---------- EXTRACTED INFORMATION

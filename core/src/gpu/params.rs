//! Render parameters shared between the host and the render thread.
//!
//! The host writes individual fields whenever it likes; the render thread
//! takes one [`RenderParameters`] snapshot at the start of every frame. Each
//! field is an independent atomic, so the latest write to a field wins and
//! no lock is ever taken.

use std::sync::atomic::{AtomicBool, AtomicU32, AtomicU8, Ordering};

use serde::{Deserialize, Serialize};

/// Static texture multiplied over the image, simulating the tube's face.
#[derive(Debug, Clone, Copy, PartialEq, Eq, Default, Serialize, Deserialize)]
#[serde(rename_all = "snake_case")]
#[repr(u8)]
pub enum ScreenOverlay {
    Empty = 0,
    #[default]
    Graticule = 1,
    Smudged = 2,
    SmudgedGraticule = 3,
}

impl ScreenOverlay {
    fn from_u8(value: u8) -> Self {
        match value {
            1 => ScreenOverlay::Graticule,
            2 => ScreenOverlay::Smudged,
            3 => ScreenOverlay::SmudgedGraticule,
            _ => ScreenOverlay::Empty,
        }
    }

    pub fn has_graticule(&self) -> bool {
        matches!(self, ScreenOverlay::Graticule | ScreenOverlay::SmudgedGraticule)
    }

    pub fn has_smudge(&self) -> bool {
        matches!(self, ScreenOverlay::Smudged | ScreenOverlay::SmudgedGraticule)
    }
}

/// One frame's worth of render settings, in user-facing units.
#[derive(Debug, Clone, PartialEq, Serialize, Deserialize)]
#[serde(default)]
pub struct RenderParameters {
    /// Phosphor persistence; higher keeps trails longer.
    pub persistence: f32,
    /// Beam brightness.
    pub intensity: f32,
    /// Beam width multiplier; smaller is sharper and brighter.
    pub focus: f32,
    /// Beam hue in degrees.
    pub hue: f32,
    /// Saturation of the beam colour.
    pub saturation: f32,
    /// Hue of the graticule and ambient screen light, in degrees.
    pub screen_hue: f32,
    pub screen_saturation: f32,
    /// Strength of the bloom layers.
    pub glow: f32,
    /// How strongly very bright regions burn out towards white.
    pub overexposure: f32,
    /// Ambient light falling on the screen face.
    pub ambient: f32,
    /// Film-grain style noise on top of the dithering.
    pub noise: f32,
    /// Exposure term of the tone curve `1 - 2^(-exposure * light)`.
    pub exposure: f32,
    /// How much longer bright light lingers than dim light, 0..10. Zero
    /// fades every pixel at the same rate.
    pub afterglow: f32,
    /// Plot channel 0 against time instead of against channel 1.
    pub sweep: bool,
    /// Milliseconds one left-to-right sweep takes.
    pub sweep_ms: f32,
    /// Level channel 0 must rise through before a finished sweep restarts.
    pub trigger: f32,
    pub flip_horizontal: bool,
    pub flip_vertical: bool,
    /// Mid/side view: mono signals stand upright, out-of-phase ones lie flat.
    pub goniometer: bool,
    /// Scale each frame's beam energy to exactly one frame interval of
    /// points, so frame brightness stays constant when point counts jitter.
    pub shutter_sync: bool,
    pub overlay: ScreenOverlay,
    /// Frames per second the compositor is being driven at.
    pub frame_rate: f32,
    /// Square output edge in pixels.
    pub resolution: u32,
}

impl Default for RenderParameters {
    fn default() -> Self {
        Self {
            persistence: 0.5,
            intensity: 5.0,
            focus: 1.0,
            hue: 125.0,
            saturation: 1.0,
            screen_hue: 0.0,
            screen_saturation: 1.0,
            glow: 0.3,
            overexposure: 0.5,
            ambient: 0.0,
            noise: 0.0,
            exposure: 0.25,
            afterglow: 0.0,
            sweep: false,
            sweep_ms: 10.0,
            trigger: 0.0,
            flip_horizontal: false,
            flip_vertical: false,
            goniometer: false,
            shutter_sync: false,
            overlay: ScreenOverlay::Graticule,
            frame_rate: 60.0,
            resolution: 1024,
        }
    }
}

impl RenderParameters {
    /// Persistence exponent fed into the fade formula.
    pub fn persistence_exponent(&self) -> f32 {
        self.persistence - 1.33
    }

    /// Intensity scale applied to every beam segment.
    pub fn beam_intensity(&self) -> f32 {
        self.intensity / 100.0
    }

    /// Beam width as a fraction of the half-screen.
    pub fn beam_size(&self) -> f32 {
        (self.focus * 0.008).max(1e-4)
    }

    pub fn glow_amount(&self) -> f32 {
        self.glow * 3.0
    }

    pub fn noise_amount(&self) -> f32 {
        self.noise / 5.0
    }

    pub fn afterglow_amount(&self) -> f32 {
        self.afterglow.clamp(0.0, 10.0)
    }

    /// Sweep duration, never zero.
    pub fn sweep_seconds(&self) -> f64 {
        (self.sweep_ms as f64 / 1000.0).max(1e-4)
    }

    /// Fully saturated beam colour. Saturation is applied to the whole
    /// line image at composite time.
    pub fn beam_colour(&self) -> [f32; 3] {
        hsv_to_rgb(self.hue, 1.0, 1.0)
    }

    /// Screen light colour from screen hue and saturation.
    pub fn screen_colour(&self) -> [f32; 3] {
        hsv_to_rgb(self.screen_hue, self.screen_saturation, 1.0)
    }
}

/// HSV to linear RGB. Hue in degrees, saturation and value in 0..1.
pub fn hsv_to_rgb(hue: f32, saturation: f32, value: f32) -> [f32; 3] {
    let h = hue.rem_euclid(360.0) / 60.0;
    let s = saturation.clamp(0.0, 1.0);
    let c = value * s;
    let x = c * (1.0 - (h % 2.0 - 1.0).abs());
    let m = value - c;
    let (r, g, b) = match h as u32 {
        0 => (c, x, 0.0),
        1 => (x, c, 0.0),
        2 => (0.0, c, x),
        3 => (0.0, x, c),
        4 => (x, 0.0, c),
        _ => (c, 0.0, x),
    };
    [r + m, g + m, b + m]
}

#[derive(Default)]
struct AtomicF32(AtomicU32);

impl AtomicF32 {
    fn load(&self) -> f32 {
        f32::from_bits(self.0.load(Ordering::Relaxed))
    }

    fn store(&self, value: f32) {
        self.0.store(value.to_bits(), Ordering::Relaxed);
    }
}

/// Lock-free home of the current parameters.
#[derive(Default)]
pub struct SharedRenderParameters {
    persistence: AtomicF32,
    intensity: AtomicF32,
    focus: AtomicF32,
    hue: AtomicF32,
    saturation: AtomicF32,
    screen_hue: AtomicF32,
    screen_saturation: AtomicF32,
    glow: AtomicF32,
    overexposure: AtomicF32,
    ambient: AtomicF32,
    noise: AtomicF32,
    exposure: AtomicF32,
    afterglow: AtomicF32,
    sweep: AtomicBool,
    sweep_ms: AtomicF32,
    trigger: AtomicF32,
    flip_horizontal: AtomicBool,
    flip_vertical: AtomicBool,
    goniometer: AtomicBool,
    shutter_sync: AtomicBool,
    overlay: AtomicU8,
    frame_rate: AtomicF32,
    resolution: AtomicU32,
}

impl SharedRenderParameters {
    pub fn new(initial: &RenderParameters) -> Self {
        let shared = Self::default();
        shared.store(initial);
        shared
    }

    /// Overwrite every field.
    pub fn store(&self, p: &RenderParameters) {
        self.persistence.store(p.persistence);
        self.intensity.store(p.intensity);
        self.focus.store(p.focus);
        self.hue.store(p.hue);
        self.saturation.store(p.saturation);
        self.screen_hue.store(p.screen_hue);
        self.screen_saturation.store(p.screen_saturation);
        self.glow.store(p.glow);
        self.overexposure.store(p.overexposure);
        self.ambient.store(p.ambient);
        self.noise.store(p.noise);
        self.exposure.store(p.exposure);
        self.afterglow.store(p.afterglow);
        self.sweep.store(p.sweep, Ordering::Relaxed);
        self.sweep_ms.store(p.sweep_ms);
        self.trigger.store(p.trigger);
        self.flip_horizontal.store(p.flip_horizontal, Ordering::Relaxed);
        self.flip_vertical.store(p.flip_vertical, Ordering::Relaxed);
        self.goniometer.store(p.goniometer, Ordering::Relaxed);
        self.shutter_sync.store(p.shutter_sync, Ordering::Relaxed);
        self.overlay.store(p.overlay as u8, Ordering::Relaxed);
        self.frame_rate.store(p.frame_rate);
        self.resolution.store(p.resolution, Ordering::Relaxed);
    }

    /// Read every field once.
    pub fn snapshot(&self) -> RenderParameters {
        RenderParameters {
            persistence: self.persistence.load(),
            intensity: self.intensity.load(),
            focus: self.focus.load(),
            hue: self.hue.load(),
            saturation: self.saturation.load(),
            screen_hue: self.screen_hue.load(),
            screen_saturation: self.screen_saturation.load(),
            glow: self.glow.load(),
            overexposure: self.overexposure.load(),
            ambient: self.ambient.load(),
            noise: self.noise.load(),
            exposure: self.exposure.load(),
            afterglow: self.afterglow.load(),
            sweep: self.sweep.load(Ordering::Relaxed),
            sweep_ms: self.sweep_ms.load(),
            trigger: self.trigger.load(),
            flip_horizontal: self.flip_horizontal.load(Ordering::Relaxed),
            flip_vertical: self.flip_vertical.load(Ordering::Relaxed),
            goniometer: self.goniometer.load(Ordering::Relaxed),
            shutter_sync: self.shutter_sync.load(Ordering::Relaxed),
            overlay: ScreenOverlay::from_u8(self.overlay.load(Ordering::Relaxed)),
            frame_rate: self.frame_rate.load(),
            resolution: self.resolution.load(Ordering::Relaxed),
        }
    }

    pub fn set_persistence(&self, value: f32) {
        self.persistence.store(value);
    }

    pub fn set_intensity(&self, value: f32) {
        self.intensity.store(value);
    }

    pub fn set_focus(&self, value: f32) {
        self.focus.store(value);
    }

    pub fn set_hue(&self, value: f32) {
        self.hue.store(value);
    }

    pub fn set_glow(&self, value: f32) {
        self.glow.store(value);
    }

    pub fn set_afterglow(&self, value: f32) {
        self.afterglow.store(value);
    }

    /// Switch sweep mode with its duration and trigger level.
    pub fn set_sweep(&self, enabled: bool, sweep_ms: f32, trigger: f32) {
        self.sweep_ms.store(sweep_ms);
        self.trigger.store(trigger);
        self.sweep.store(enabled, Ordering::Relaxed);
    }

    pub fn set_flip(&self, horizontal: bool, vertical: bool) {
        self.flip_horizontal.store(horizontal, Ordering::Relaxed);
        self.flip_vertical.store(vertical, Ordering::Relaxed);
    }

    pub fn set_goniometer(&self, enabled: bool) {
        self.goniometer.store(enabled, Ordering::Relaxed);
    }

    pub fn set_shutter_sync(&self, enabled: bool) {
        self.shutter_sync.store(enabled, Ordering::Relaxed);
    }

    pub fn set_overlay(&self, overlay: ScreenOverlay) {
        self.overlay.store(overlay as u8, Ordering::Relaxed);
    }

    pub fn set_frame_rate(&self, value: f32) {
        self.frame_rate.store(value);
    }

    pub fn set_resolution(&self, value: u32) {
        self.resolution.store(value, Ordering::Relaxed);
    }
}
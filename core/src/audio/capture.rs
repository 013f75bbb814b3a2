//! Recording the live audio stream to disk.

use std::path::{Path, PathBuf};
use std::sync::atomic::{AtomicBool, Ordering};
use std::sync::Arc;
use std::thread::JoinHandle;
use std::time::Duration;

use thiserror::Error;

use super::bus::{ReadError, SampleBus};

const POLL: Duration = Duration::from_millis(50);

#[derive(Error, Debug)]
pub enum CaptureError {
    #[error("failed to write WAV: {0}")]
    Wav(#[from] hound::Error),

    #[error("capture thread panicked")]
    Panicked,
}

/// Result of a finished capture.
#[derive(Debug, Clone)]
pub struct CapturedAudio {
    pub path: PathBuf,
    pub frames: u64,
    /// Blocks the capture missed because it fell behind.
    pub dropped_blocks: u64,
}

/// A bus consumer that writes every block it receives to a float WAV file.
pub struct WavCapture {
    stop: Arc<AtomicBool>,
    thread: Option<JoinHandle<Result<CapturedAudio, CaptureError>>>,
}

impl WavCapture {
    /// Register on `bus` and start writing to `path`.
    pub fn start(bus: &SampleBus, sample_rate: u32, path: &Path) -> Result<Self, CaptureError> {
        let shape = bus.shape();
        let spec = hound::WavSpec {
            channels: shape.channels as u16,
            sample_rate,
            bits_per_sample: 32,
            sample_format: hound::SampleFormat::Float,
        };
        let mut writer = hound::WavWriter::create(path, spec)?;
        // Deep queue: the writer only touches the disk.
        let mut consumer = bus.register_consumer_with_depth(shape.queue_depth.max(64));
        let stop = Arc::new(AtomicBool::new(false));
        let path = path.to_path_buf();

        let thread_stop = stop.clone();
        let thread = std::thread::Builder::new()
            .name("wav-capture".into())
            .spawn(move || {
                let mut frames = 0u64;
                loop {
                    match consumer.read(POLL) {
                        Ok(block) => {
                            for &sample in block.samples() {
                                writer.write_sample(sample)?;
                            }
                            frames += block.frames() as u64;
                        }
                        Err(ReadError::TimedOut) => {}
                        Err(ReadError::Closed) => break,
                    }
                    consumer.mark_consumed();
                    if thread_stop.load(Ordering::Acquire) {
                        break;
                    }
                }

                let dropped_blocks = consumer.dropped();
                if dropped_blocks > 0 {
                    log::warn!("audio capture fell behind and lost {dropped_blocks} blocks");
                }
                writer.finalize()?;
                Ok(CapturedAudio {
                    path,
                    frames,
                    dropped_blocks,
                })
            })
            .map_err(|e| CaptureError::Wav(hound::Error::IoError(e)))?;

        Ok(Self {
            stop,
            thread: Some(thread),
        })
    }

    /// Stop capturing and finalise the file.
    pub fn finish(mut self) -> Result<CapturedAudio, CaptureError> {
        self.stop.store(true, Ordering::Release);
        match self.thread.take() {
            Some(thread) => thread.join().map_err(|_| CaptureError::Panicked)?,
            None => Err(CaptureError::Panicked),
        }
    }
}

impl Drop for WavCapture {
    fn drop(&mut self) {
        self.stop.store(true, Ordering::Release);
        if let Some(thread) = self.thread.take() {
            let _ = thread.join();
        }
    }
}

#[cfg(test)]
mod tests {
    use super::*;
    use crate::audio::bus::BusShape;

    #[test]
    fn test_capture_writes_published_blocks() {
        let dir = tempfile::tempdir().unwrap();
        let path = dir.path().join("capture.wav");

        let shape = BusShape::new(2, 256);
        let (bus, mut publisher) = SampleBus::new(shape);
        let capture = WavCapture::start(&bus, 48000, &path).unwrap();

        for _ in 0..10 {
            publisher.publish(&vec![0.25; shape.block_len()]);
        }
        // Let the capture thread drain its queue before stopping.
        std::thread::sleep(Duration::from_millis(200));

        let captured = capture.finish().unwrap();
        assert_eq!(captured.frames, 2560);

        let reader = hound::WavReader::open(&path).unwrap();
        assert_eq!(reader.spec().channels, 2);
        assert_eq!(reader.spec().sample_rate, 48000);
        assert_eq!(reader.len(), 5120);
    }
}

--------------------

## TASK OBJECTIVE:
Once you find the string "clamp" in a line of the records, copy that line.

## ANSWER BELOW:
        self.afterglow.clamp(0.0, 10.0)
    let s = saturation.clamp(0.0, 1.0);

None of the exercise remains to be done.